You WERE in fact picking things up and you were right on target when you saw all those red flags. And thanks for giving me credit. Sometimes I feel sad that I stayed as long as I did against the advice of everyone here and even that consult who told me to try something and that if things didn't improve, I should find a new therapist.
He told me that it doesn't matter how many clients his approach has helped, it wasn't working for me and he needed to adjust to meet my needs. Of course, I would have preferred not to have been the one who promoted his growth but thankfully he is secure enough with himself to admit where he went wrong and apologize for it.
I see very clearly now that I go into hopelessness and despair when I don't get my emotional needs met. Learned from childhood. And, when T wasn't meeting my needs, I went to my automatic default setting, hopelessness and despair.
Of course, he probably never gave dependency a second thought after graduate school and might not really and truly have understood it and how it develops, that it is a conditioned response. Or maybe he thought he understood it. It's fortunate that the tide is turning re: dependency and that there are truly bright people out there rethinking all this stuff.
But I do see now that it's not the dependency per se, it's all the feelings it triggers that gets me so bogged down.
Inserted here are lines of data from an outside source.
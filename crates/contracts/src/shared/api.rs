use serde::{Deserialize, Serialize};

/// JSON body returned by every backend endpoint on failure
#[derive(Debug, Clone, PartialEq, Eq, Serialize, Deserialize)]
pub struct ApiErrorBody {
    pub status: u16,
    pub message: String,
}

impl ApiErrorBody {
    pub fn new(status: u16, message: impl Into<String>) -> Self {
        Self {
            status,
            message: message.into(),
        }
    }
}
//! Server-sent event framing for streamed completions.
//!
//! The backend writes one [`ChatStreamEvent`] as JSON per `data:` line; the
//! browser reads the response body in arbitrary chunks and feeds them to
//! [`SseDecoder`].

use serde::{Deserialize, Serialize};

#[derive(Debug, Clone, PartialEq, Eq, Serialize, Deserialize)]
#[serde(tag = "type", rename_all = "snake_case")]
pub enum ChatStreamEvent {
    /// Next piece of the assistant answer
    Delta { content: String },
    Done { finish_reason: Option<String> },
    Error { message: String },
}

impl ChatStreamEvent {
    pub fn is_terminal(&self) -> bool {
        !matches!(self, ChatStreamEvent::Delta { .. })
    }
}

/// Incremental decoder for a `text/event-stream` body.
///
/// Only the `data` field is interpreted; `event`, `id`, `retry` and comment
/// lines are skipped. Multi-line data is joined with `\n`.
#[derive(Debug, Default)]
pub struct SseDecoder {
    /// Undecoded bytes (an incomplete UTF-8 sequence at a chunk boundary)
    pending_bytes: Vec<u8>,
    /// Decoded text not yet terminated by a newline
    line_buffer: String,
    data: Vec<String>,
}

impl SseDecoder {
    pub fn new() -> Self {
        Self::default()
    }

    /// Feed raw body bytes, returning every event payload completed by them
    pub fn push_bytes(&mut self, bytes: &[u8]) -> Vec<String> {
        self.pending_bytes.extend_from_slice(bytes);
        let valid_up_to = match std::str::from_utf8(&self.pending_bytes) {
            Ok(_) => self.pending_bytes.len(),
            Err(e) => match e.error_len() {
                // Truncated sequence: keep the tail for the next chunk
                None => e.valid_up_to(),
                // Invalid bytes: decode lossily, nothing to wait for
                Some(_) => {
                    let text = String::from_utf8_lossy(&self.pending_bytes).into_owned();
                    self.pending_bytes.clear();
                    return self.push_str(&text);
                }
            },
        };
        let rest = self.pending_bytes.split_off(valid_up_to);
        let text = String::from_utf8(std::mem::replace(&mut self.pending_bytes, rest))
            .unwrap_or_default();
        self.push_str(&text)
    }

    /// Feed decoded text, returning every event payload completed by it
    pub fn push_str(&mut self, chunk: &str) -> Vec<String> {
        self.line_buffer.push_str(chunk);
        let mut payloads = Vec::new();
        while let Some(pos) = self.line_buffer.find('\n') {
            let line: String = self.line_buffer.drain(..=pos).collect();
            let line = line.trim_end_matches(['\n', '\r']);
            self.process_line(line, &mut payloads);
        }
        payloads
    }

    /// Flush an event left open by a body that did not end with a blank line
    pub fn finish(&mut self) -> Option<String> {
        let tail = std::mem::take(&mut self.line_buffer);
        let mut payloads = Vec::new();
        if !tail.is_empty() {
            self.process_line(tail.trim_end_matches('\r'), &mut payloads);
        }
        self.dispatch(&mut payloads);
        payloads.pop()
    }

    fn process_line(&mut self, line: &str, payloads: &mut Vec<String>) {
        if line.is_empty() {
            self.dispatch(payloads);
            return;
        }
        if line.starts_with(':') {
            return;
        }
        let (field, value) = match line.split_once(':') {
            Some((field, value)) => (field, value.strip_prefix(' ').unwrap_or(value)),
            None => (line, ""),
        };
        if field == "data" {
            self.data.push(value.to_string());
        }
    }

    fn dispatch(&mut self, payloads: &mut Vec<String>) {
        if !self.data.is_empty() {
            payloads.push(self.data.join("\n"));
            self.data.clear();
        }
    }
}

/// Decode a payload produced by [`SseDecoder`]
pub fn parse_event(payload: &str) -> Result<ChatStreamEvent, String> {
    serde_json::from_str(payload).map_err(|e| format!("Malformed stream event: {e}"))
}

#[cfg(test)]
mod tests {
    use super::*;

    #[test]
    fn event_json_shape() {
        let event = ChatStreamEvent::Delta {
            content: "Hi".to_string(),
        };
        let json = serde_json::to_string(&event).unwrap();
        assert_eq!(json, r#"{"type":"delta","content":"Hi"}"#);
        assert_eq!(parse_event(&json).unwrap(), event);
        assert!(!event.is_terminal());
        assert!(ChatStreamEvent::Done {
            finish_reason: None
        }
        .is_terminal());
    }

    #[test]
    fn decodes_events_split_across_chunks() {
        let mut decoder = SseDecoder::new();
        assert!(decoder.push_str("data: {\"a\"").is_empty());
        assert!(decoder.push_str(":1}\n").is_empty());
        assert_eq!(decoder.push_str("\ndata: second\n\n"), vec![
            "{\"a\":1}".to_string(),
            "second".to_string()
        ]);
    }

    #[test]
    fn skips_comments_and_other_fields() {
        let mut decoder = SseDecoder::new();
        let out = decoder.push_str(": keep-alive\n\nevent: message\nid: 7\ndata:x\r\n\r\n");
        assert_eq!(out, vec!["x".to_string()]);
    }

    #[test]
    fn joins_multiline_data() {
        let mut decoder = SseDecoder::new();
        let out = decoder.push_str("data: one\ndata: two\n\n");
        assert_eq!(out, vec!["one\ntwo".to_string()]);
    }

    #[test]
    fn keeps_split_utf8_sequences() {
        let mut decoder = SseDecoder::new();
        let bytes = "data: привет\n\n".as_bytes();
        // Split inside the two-byte "п"
        assert!(decoder.push_bytes(&bytes[..7]).is_empty());
        assert_eq!(decoder.push_bytes(&bytes[7..]), vec!["привет".to_string()]);
    }

    #[test]
    fn finish_flushes_unterminated_event() {
        let mut decoder = SseDecoder::new();
        assert!(decoder.push_str("data: tail").is_empty());
        assert_eq!(decoder.finish(), Some("tail".to_string()));
        assert_eq!(decoder.finish(), None);
    }
}
use std::path::PathBuf;
use std::sync::Arc;
use std::time::Duration;

use crate::shared::config::{get_uploads_dir, Config};
use crate::shared::llm::{openai_provider::OpenAiProvider, LlmProvider};

/// Immutable state shared by all handlers
pub struct AppState {
    pub config: Config,
    pub llm: Arc<dyn LlmProvider>,
    /// Client used to fetch pages for parsing
    pub http: reqwest::Client,
    pub uploads_dir: PathBuf,
}

pub type SharedState = Arc<AppState>;

impl AppState {
    pub fn from_config(config: Config) -> anyhow::Result<SharedState> {
        let llm = OpenAiProvider::from_config(&config.llm)?;
        if config.llm.api_key.trim().is_empty() {
            tracing::warn!("llm.api_key is empty and OPENAI_API_KEY is not set; chat requests will fail");
        }

        let http = reqwest::Client::builder()
            .timeout(Duration::from_secs(config.parse.timeout_secs))
            .user_agent(config.parse.user_agent.clone())
            .build()?;

        let uploads_dir = get_uploads_dir(&config);

        Ok(Arc::new(Self {
            config,
            llm: Arc::new(llm),
            http,
            uploads_dir,
        }))
    }
}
My dependency needs need to be paired with a positive experience and within that framework I can grow and blossom. (Hopefully.)
It also seems as though it's probably a natural byproduct of therapy for people who have been traumatized and something not to be avoided but worked through as we work through everything else.
TN, thanks for looking out for me. I was sort of half listening to you. Only half because I really didn't want to leave him but also knew I wasn't doing well and what you were saying had many elements of truth. If it hadn't been for you and all the other knowledgeable and bright people here on this website, I'm not really sure what would have happened to me. I was headed to either the hospital or SU. It wasn't pretty.